*Materials provided*:
------------------------------------

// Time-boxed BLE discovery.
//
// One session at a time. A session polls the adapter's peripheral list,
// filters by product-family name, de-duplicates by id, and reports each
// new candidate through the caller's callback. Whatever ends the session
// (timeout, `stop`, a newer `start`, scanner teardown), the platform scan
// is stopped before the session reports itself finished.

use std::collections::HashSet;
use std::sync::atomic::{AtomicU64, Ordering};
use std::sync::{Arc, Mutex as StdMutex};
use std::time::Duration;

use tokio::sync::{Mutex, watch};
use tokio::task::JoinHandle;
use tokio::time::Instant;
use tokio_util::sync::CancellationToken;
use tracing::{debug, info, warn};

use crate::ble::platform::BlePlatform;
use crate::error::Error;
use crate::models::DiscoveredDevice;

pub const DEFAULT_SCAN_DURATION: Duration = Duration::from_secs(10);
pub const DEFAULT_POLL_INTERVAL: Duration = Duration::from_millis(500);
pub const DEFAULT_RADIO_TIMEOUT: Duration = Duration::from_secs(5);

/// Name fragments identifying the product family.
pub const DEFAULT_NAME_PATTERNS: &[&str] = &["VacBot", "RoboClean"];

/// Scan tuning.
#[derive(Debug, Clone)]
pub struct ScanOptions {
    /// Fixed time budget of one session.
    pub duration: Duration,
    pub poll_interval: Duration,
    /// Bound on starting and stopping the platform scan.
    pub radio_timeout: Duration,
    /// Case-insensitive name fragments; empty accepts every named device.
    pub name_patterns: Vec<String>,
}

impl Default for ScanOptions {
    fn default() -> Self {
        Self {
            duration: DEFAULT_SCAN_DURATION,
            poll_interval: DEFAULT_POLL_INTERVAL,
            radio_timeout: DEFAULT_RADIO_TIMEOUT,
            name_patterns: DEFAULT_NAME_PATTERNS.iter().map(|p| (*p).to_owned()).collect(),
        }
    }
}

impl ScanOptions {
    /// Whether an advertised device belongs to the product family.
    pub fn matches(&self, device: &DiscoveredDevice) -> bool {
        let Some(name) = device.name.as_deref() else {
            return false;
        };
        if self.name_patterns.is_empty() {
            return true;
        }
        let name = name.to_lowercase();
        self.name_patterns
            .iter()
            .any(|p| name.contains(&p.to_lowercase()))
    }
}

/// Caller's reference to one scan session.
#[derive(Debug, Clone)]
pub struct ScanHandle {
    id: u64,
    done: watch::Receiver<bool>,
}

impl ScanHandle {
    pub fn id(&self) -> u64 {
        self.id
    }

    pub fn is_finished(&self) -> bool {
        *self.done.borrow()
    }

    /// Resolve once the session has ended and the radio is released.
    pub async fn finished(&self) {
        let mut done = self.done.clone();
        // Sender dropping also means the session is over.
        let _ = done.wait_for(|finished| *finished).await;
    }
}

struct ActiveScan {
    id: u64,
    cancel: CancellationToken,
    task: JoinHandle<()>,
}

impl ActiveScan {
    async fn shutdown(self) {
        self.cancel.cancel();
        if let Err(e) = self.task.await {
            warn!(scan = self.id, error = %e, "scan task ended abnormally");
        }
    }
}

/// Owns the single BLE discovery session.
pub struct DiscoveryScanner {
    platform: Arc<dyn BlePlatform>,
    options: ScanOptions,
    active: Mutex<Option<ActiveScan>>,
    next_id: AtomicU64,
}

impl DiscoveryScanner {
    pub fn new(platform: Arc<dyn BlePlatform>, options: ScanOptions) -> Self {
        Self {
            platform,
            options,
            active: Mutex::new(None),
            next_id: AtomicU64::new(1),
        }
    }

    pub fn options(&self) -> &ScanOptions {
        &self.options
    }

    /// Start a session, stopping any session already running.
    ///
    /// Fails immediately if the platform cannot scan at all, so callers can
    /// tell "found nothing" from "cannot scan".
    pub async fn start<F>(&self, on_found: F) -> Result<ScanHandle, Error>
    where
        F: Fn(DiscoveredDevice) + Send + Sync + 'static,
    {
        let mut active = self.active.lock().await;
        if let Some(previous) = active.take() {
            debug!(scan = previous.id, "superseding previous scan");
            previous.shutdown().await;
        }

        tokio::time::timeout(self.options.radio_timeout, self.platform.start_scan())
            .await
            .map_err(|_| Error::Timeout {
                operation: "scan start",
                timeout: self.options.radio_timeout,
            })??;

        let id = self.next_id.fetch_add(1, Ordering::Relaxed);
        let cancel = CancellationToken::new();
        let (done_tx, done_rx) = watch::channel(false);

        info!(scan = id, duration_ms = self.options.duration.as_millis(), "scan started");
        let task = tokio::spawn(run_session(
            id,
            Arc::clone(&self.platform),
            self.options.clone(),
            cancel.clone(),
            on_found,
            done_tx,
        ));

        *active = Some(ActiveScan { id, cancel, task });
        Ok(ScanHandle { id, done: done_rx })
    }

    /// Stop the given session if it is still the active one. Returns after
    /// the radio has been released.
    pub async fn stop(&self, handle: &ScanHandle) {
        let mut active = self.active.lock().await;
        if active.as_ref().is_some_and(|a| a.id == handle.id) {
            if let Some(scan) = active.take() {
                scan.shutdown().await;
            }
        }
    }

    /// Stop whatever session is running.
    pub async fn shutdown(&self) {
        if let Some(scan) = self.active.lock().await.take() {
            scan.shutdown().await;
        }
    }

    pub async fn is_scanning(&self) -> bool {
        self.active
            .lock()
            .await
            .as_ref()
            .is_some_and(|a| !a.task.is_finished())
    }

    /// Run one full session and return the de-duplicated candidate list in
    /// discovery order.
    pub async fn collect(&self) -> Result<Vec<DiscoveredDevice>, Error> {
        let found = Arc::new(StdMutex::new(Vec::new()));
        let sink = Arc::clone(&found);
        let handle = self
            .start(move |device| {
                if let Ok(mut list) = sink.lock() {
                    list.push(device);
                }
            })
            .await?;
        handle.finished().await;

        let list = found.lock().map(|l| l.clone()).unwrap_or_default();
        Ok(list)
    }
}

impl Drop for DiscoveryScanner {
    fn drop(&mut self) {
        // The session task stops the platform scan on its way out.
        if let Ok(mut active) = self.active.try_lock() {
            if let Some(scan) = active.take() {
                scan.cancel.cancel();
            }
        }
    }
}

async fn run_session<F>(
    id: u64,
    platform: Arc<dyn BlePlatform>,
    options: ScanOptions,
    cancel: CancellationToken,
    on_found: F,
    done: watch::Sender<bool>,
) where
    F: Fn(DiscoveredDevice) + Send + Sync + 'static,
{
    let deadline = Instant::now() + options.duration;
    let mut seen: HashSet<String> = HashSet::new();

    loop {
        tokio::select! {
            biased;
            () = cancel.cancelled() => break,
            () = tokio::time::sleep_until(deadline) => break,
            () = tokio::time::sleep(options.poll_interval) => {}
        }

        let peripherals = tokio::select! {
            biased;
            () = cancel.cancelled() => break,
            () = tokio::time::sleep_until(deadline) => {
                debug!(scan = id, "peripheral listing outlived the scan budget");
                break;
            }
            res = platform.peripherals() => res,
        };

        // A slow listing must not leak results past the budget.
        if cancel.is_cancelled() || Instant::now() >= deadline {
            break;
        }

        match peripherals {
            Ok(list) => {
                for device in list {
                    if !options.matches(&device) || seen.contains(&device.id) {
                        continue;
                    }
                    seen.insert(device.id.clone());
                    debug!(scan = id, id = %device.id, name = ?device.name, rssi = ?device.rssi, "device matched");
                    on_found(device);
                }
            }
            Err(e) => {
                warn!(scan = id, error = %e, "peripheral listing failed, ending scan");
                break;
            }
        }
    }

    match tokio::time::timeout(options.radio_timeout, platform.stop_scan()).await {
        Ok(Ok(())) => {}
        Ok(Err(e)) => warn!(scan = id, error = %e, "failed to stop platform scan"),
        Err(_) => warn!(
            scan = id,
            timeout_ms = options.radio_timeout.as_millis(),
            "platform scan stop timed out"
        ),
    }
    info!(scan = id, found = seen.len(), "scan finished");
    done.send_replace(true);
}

------------------------------------

*Brief*: The entries above are to be output exactly as they appear.

*Finished task*:
// Time-boxed BLE discovery.
//
// One session at a time. A session polls the adapter's peripheral list,
// filters by product-family name, de-duplicates by id, and reports each
// new candidate through the caller's callback. Whatever ends the session
// (timeout, `stop`, a newer `start`, scanner teardown), the platform scan
// is stopped before the session reports itself finished.

use std::collections::HashSet;
use std::sync::atomic::{AtomicU64, Ordering};
use std::sync::{Arc, Mutex as StdMutex};
use std::time::Duration;

use tokio::sync::{Mutex, watch};
use tokio::task::JoinHandle;
use tokio::time::Instant;
use tokio_util::sync::CancellationToken;
use tracing::{debug, info, warn};

use crate::ble::platform::BlePlatform;
use crate::error::Error;
use crate::models::DiscoveredDevice;

pub const DEFAULT_SCAN_DURATION: Duration = Duration::from_secs(10);
pub const DEFAULT_POLL_INTERVAL: Duration = Duration::from_millis(500);
pub const DEFAULT_RADIO_TIMEOUT: Duration = Duration::from_secs(5);

/// Name fragments identifying the product family.
pub const DEFAULT_NAME_PATTERNS: &[&str] = &["VacBot", "RoboClean"];

/// Scan tuning.
#[derive(Debug, Clone)]
pub struct ScanOptions {
    /// Fixed time budget of one session.
    pub duration: Duration,
    pub poll_interval: Duration,
    /// Bound on starting and stopping the platform scan.
    pub radio_timeout: Duration,
    /// Case-insensitive name fragments; empty accepts every named device.
    pub name_patterns: Vec<String>,
}

impl Default for ScanOptions {
    fn default() -> Self {
        Self {
            duration: DEFAULT_SCAN_DURATION,
            poll_interval: DEFAULT_POLL_INTERVAL,
            radio_timeout: DEFAULT_RADIO_TIMEOUT,
            name_patterns: DEFAULT_NAME_PATTERNS.iter().map(|p| (*p).to_owned()).collect(),
        }
    }
}

impl ScanOptions {
    /// Whether an advertised device belongs to the product family.
    pub fn matches(&self, device: &DiscoveredDevice) -> bool {
        let Some(name) = device.name.as_deref() else {
            return false;
        };
        if self.name_patterns.is_empty() {
            return true;
        }
        let name = name.to_lowercase();
        self.name_patterns
            .iter()
            .any(|p| name.contains(&p.to_lowercase()))
    }
}

/// Caller's reference to one scan session.
#[derive(Debug, Clone)]
pub struct ScanHandle {
    id: u64,
    done: watch::Receiver<bool>,
}

impl ScanHandle {
    pub fn id(&self) -> u64 {
        self.id
    }

    pub fn is_finished(&self) -> bool {
        *self.done.borrow()
    }

    /// Resolve once the session has ended and the radio is released.
    pub async fn finished(&self) {
        let mut done = self.done.clone();
        // Sender dropping also means the session is over.
        let _ = done.wait_for(|finished| *finished).await;
    }
}

struct ActiveScan {
    id: u64,
    cancel: CancellationToken,
    task: JoinHandle<()>,
}

impl ActiveScan {
    async fn shutdown(self) {
        self.cancel.cancel();
        if let Err(e) = self.task.await {
            warn!(scan = self.id, error = %e, "scan task ended abnormally");
        }
    }
}

/// Owns the single BLE discovery session.
pub struct DiscoveryScanner {
    platform: Arc<dyn BlePlatform>,
    options: ScanOptions,
    active: Mutex<Option<ActiveScan>>,
    next_id: AtomicU64,
}

impl DiscoveryScanner {
    pub fn new(platform: Arc<dyn BlePlatform>, options: ScanOptions) -> Self {
        Self {
            platform,
            options,
            active: Mutex::new(None),
            next_id: AtomicU64::new(1),
        }
    }

    pub fn options(&self) -> &ScanOptions {
        &self.options
    }

    /// Start a session, stopping any session already running.
    ///
    /// Fails immediately if the platform cannot scan at all, so callers can
    /// tell "found nothing" from "cannot scan".
    pub async fn start<F>(&self, on_found: F) -> Result<ScanHandle, Error>
    where
        F: Fn(DiscoveredDevice) + Send + Sync + 'static,
    {
        let mut active = self.active.lock().await;
        if let Some(previous) = active.take() {
            debug!(scan = previous.id, "superseding previous scan");
            previous.shutdown().await;
        }

        tokio::time::timeout(self.options.radio_timeout, self.platform.start_scan())
            .await
            .map_err(|_| Error::Timeout {
                operation: "scan start",
                timeout: self.options.radio_timeout,
            })??;

        let id = self.next_id.fetch_add(1, Ordering::Relaxed);
        let cancel = CancellationToken::new();
        let (done_tx, done_rx) = watch::channel(false);

        info!(scan = id, duration_ms = self.options.duration.as_millis(), "scan started");
        let task = tokio::spawn(run_session(
            id,
            Arc::clone(&self.platform),
            self.options.clone(),
            cancel.clone(),
            on_found,
            done_tx,
        ));

        *active = Some(ActiveScan { id, cancel, task });
        Ok(ScanHandle { id, done: done_rx })
    }

    /// Stop the given session if it is still the active one. Returns after
    /// the radio has been released.
    pub async fn stop(&self, handle: &ScanHandle) {
        let mut active = self.active.lock().await;
        if active.as_ref().is_some_and(|a| a.id == handle.id) {
            if let Some(scan) = active.take() {
                scan.shutdown().await;
            }
        }
    }

    /// Stop whatever session is running.
    pub async fn shutdown(&self) {
        if let Some(scan) = self.active.lock().await.take() {
            scan.shutdown().await;
        }
    }

    pub async fn is_scanning(&self) -> bool {
        self.active
            .lock()
            .await
            .as_ref()
            .is_some_and(|a| !a.task.is_finished())
    }

    /// Run one full session and return the de-duplicated candidate list in
    /// discovery order.
    pub async fn collect(&self) -> Result<Vec<DiscoveredDevice>, Error> {
        let found = Arc::new(StdMutex::new(Vec::new()));
        let sink = Arc::clone(&found);
        let handle = self
            .start(move |device| {
                if let Ok(mut list) = sink.lock() {
                    list.push(device);
                }
            })
            .await?;
        handle.finished().await;

        let list = found.lock().map(|l| l.clone()).unwrap_or_default();
        Ok(list)
    }
}

impl Drop for DiscoveryScanner {
    fn drop(&mut self) {
        // The session task stops the platform scan on its way out.
        if let Ok(mut active) = self.active.try_lock() {
            if let Some(scan) = active.take() {
                scan.cancel.cancel();
            }
        }
    }
}

async fn run_session<F>(
    id: u64,
    platform: Arc<dyn BlePlatform>,
    options: ScanOptions,
    cancel: CancellationToken,
    on_found: F,
    done: watch::Sender<bool>,
) where
    F: Fn(DiscoveredDevice) + Send + Sync + 'static,
{
    let deadline = Instant::now() + options.duration;
    let mut seen: HashSet<String> = HashSet::new();

    loop {
        tokio::select! {
            biased;
            () = cancel.cancelled() => break,
            () = tokio::time::sleep_until(deadline) => break,
            () = tokio::time::sleep(options.poll_interval) => {}
        }

        let peripherals = tokio::select! {
            biased;
            () = cancel.cancelled() => break,
            () = tokio::time::sleep_until(deadline) => {
                debug!(scan = id, "peripheral listing outlived the scan budget");
                break;
            }
            res = platform.peripherals() => res,
        };

        // A slow listing must not leak results past the budget.
        if cancel.is_cancelled() || Instant::now() >= deadline {
            break;
        }

        match peripherals {
            Ok(list) => {
                for device in list {
                    if !options.matches(&device) || seen.contains(&device.id) {
                        continue;
                    }
                    seen.insert(device.id.clone());
                    debug!(scan = id, id = %device.id, name = ?device.name, rssi = ?device.rssi, "device matched");
                    on_found(device);
                }
            }
            Err(e) => {
                warn!(scan = id, error = %e, "peripheral listing failed, ending scan");
                break;
            }
        }
    }

    match tokio::time::timeout(options.radio_timeout, platform.stop_scan()).await {
        Ok(Ok(())) => {}
        Ok(Err(e)) => warn!(scan = id, error = %e, "failed to stop platform scan"),
        Err(_) => warn!(
            scan = id,
            timeout_ms = options.radio_timeout.as_millis(),
            "platform scan stop timed out"
        ),
    }
    info!(scan = id, found = seen.len(), "scan finished");
    done.send_replace(true);
}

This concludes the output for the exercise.